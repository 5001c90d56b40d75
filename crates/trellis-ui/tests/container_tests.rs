//! Structural operations: add, remove, ownership and reparenting.

use std::rc::Rc;

use trellis_ui::{Bin, Context, Node, Panel, Size, Spacer, ToWidget, Vec2, WidgetPtr, Window};

fn spacer(ctx: &Context) -> WidgetPtr {
    Spacer::create(ctx, Size::new(10.0, 10.0)).to_widget()
}

fn parent_is(widget: &WidgetPtr, parent: &Node) -> bool {
    widget
        .parent()
        .is_some_and(|p| std::ptr::addr_eq(Rc::as_ptr(&p), parent))
}

#[test]
fn test_add_is_idempotent() {
    let ctx = Context::default();
    let panel = Panel::create(&ctx);
    let w = spacer(&ctx);

    panel.add(&w);
    panel.add(&w);

    assert_eq!(panel.child_count(), 1);
    assert!(panel.is_child(&w));
}

#[test]
fn test_children_keep_insertion_order() {
    let ctx = Context::default();
    let panel = Panel::create(&ctx);
    let (a, b, c) = (spacer(&ctx), spacer(&ctx), spacer(&ctx));

    panel.add(&a);
    panel.add(&b);
    panel.add(&c);

    let ids: Vec<_> = panel.children().iter().map(|w| w.id()).collect();
    assert_eq!(ids, vec![a.id(), b.id(), c.id()]);
}

#[test]
fn test_remove_non_child_is_noop() {
    let ctx = Context::default();
    let panel = Panel::create(&ctx);
    let other = Panel::create(&ctx);
    let a = spacer(&ctx);
    let stranger = spacer(&ctx);
    panel.add(&a);
    other.add(&stranger);

    panel.remove(&stranger);

    assert_eq!(panel.child_count(), 1);
    assert!(parent_is(&a, &panel));
    assert!(parent_is(&stranger, &other));
}

#[test]
fn test_ownership_invariant_holds_after_mutation() {
    let ctx = Context::default();
    let panel = Panel::create(&ctx);
    let widgets: Vec<_> = (0..5).map(|_| spacer(&ctx)).collect();

    for widget in &widgets {
        panel.add(widget);
    }
    panel.remove(&widgets[1]);
    panel.remove(&widgets[3]);
    panel.add(&widgets[1]);

    for child in panel.children() {
        assert!(parent_is(&child, &panel));
    }
    assert_eq!(panel.child_count(), 4);
    assert!(widgets[3].parent().is_none());
}

#[test]
fn test_reparenting_detaches_from_old_parent() {
    let ctx = Context::default();
    let first = Panel::create(&ctx);
    let second = Panel::create(&ctx);
    let w = spacer(&ctx);

    first.add(&w);
    second.add(&w);

    assert!(!first.is_child(&w));
    assert!(second.is_child(&w));
    assert!(parent_is(&w, &second));
}

#[test]
fn test_bin_rejects_second_child() {
    let ctx = Context::default();
    let bin = Bin::create(&ctx);
    let first = spacer(&ctx);
    let second = spacer(&ctx);

    bin.add(&first);
    bin.add(&second);

    assert_eq!(bin.child_count(), 1);
    assert!(bin.is_child(&first));
    assert!(second.parent().is_none());
}

#[test]
fn test_rejected_add_leaves_widget_with_old_parent() {
    let ctx = Context::default();
    let panel = Panel::create(&ctx);
    let bin = Bin::create(&ctx);
    let occupant = spacer(&ctx);
    let w = spacer(&ctx);
    panel.add(&w);
    bin.add(&occupant);

    bin.add(&w);

    assert!(panel.is_child(&w));
    assert!(parent_is(&w, &panel));
    assert_eq!(bin.child_count(), 1);
    assert!(bin.is_child(&occupant));
}

#[test]
fn test_window_rejected_add_leaves_widget_with_old_parent() {
    let ctx = Context::default();
    let panel = Panel::create(&ctx);
    let window = Window::create(&ctx);
    let occupant = spacer(&ctx);
    let w = spacer(&ctx);
    panel.put(&w, Vec2::new(4.0, 6.0));
    window.add(&occupant);

    window.add(&w);

    assert!(panel.is_child(&w));
    assert!(parent_is(&w, &panel));
    assert_eq!(w.allocation().position(), Vec2::new(4.0, 6.0));
    assert_eq!(window.child().map(|c| c.id()), Some(occupant.id()));
}

#[test]
fn test_window_accepts_a_single_child() {
    let ctx = Context::default();
    let window = Window::create(&ctx);
    let first = spacer(&ctx);
    let second = spacer(&ctx);

    window.add(&first);
    window.add(&second);

    assert_eq!(window.child().map(|c| c.id()), Some(first.id()));
}

#[test]
fn test_cycle_guard() {
    let ctx = Context::default();
    let outer = Panel::create(&ctx).to_widget();
    let inner = Panel::create(&ctx).to_widget();
    outer.add(&inner);

    inner.add(&outer);
    outer.add(&outer);

    assert!(outer.parent().is_none());
    assert_eq!(inner.child_count(), 0);
    assert_eq!(outer.child_count(), 1);
}

#[test]
fn test_leaf_refuses_children() {
    let ctx = Context::default();
    let leaf = spacer(&ctx);
    let other = spacer(&ctx);

    leaf.add(&other);

    assert_eq!(leaf.child_count(), 0);
    assert!(other.parent().is_none());
}

#[test]
fn test_removed_widget_outlives_parent_share() {
    let ctx = Context::default();
    let panel = Panel::create(&ctx);
    let w = spacer(&ctx);
    panel.add(&w);
    assert_eq!(Rc::strong_count(&w), 2);

    panel.remove(&w);
    assert_eq!(Rc::strong_count(&w), 1);
    assert!(w.parent().is_none());
}

#[test]
fn test_dropping_parent_drops_children() {
    let ctx = Context::default();
    let panel = Panel::create(&ctx);
    let w = Spacer::create(&ctx, Size::new(1.0, 1.0));
    let weak = Rc::downgrade(&w);
    panel.put(&w, Vec2::new(0.0, 0.0));
    drop(w);
    assert!(weak.upgrade().is_some());

    drop(panel);
    assert!(weak.upgrade().is_none());
}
☆ ☆ ☆
- **Prompt**: Output the material in full, exactly as it appears.

- **Answer section**:
repository 5001c90d56b40d75
filename crates/trellis-ui/tests/container_tests.rs
//! Structural operations: add, remove, ownership and reparenting.

use std::rc::Rc;

use trellis_ui::{Bin, Context, Node, Panel, Size, Spacer, ToWidget, Vec2, WidgetPtr, Window};

fn spacer(ctx: &Context) -> WidgetPtr {
    Spacer::create(ctx, Size::new(10.0, 10.0)).to_widget()
}

fn parent_is(widget: &WidgetPtr, parent: &Node) -> bool {
    widget
        .parent()
        .is_some_and(|p| std::ptr::addr_eq(Rc::as_ptr(&p), parent))
}

#[test]
fn test_add_is_idempotent() {
    let ctx = Context::default();
    let panel = Panel::create(&ctx);
    let w = spacer(&ctx);

    panel.add(&w);
    panel.add(&w);

    assert_eq!(panel.child_count(), 1);
    assert!(panel.is_child(&w));
}

#[test]
fn test_children_keep_insertion_order() {
    let ctx = Context::default();
    let panel = Panel::create(&ctx);
    let (a, b, c) = (spacer(&ctx), spacer(&ctx), spacer(&ctx));

    panel.add(&a);
    panel.add(&b);
    panel.add(&c);

    let ids: Vec<_> = panel.children().iter().map(|w| w.id()).collect();
    assert_eq!(ids, vec![a.id(), b.id(), c.id()]);
}

#[test]
fn test_remove_non_child_is_noop() {
    let ctx = Context::default();
    let panel = Panel::create(&ctx);
    let other = Panel::create(&ctx);
    let a = spacer(&ctx);
    let stranger = spacer(&ctx);
    panel.add(&a);
    other.add(&stranger);

    panel.remove(&stranger);

    assert_eq!(panel.child_count(), 1);
    assert!(parent_is(&a, &panel));
    assert!(parent_is(&stranger, &other));
}

#[test]
fn test_ownership_invariant_holds_after_mutation() {
    let ctx = Context::default();
    let panel = Panel::create(&ctx);
    let widgets: Vec<_> = (0..5).map(|_| spacer(&ctx)).collect();

    for widget in &widgets {
        panel.add(widget);
    }
    panel.remove(&widgets[1]);
    panel.remove(&widgets[3]);
    panel.add(&widgets[1]);

    for child in panel.children() {
        assert!(parent_is(&child, &panel));
    }
    assert_eq!(panel.child_count(), 4);
    assert!(widgets[3].parent().is_none());
}

#[test]
fn test_reparenting_detaches_from_old_parent() {
    let ctx = Context::default();
    let first = Panel::create(&ctx);
    let second = Panel::create(&ctx);
    let w = spacer(&ctx);

    first.add(&w);
    second.add(&w);

    assert!(!first.is_child(&w));
    assert!(second.is_child(&w));
    assert!(parent_is(&w, &second));
}

#[test]
fn test_bin_rejects_second_child() {
    let ctx = Context::default();
    let bin = Bin::create(&ctx);
    let first = spacer(&ctx);
    let second = spacer(&ctx);

    bin.add(&first);
    bin.add(&second);

    assert_eq!(bin.child_count(), 1);
    assert!(bin.is_child(&first));
    assert!(second.parent().is_none());
}

#[test]
fn test_rejected_add_leaves_widget_with_old_parent() {
    let ctx = Context::default();
    let panel = Panel::create(&ctx);
    let bin = Bin::create(&ctx);
    let occupant = spacer(&ctx);
    let w = spacer(&ctx);
    panel.add(&w);
    bin.add(&occupant);

    bin.add(&w);

    assert!(panel.is_child(&w));
    assert!(parent_is(&w, &panel));
    assert_eq!(bin.child_count(), 1);
    assert!(bin.is_child(&occupant));
}

#[test]
fn test_window_rejected_add_leaves_widget_with_old_parent() {
    let ctx = Context::default();
    let panel = Panel::create(&ctx);
    let window = Window::create(&ctx);
    let occupant = spacer(&ctx);
    let w = spacer(&ctx);
    panel.put(&w, Vec2::new(4.0, 6.0));
    window.add(&occupant);

    window.add(&w);

    assert!(panel.is_child(&w));
    assert!(parent_is(&w, &panel));
    assert_eq!(w.allocation().position(), Vec2::new(4.0, 6.0));
    assert_eq!(window.child().map(|c| c.id()), Some(occupant.id()));
}

#[test]
fn test_window_accepts_a_single_child() {
    let ctx = Context::default();
    let window = Window::create(&ctx);
    let first = spacer(&ctx);
    let second = spacer(&ctx);

    window.add(&first);
    window.add(&second);

    assert_eq!(window.child().map(|c| c.id()), Some(first.id()));
}

#[test]
fn test_cycle_guard() {
    let ctx = Context::default();
    let outer = Panel::create(&ctx).to_widget();
    let inner = Panel::create(&ctx).to_widget();
    outer.add(&inner);

    inner.add(&outer);
    outer.add(&outer);

    assert!(outer.parent().is_none());
    assert_eq!(inner.child_count(), 0);
    assert_eq!(outer.child_count(), 1);
}

#[test]
fn test_leaf_refuses_children() {
    let ctx = Context::default();
    let leaf = spacer(&ctx);
    let other = spacer(&ctx);

    leaf.add(&other);

    assert_eq!(leaf.child_count(), 0);
    assert!(other.parent().is_none());
}

#[test]
fn test_removed_widget_outlives_parent_share() {
    let ctx = Context::default();
    let panel = Panel::create(&ctx);
    let w = spacer(&ctx);
    panel.add(&w);
    assert_eq!(Rc::strong_count(&w), 2);

    panel.remove(&w);
    assert_eq!(Rc::strong_count(&w), 1);
    assert!(w.parent().is_none());
}

#[test]
fn test_dropping_parent_drops_children() {
    let ctx = Context::default();
    let panel = Panel::create(&ctx);
    let w = Spacer::create(&ctx, Size::new(1.0, 1.0));
    let weak = Rc::downgrade(&w);
    panel.put(&w, Vec2::new(0.0, 0.0));
    drop(w);
    assert!(weak.upgrade().is_some());

    drop(panel);
    assert!(weak.upgrade().is_none());
}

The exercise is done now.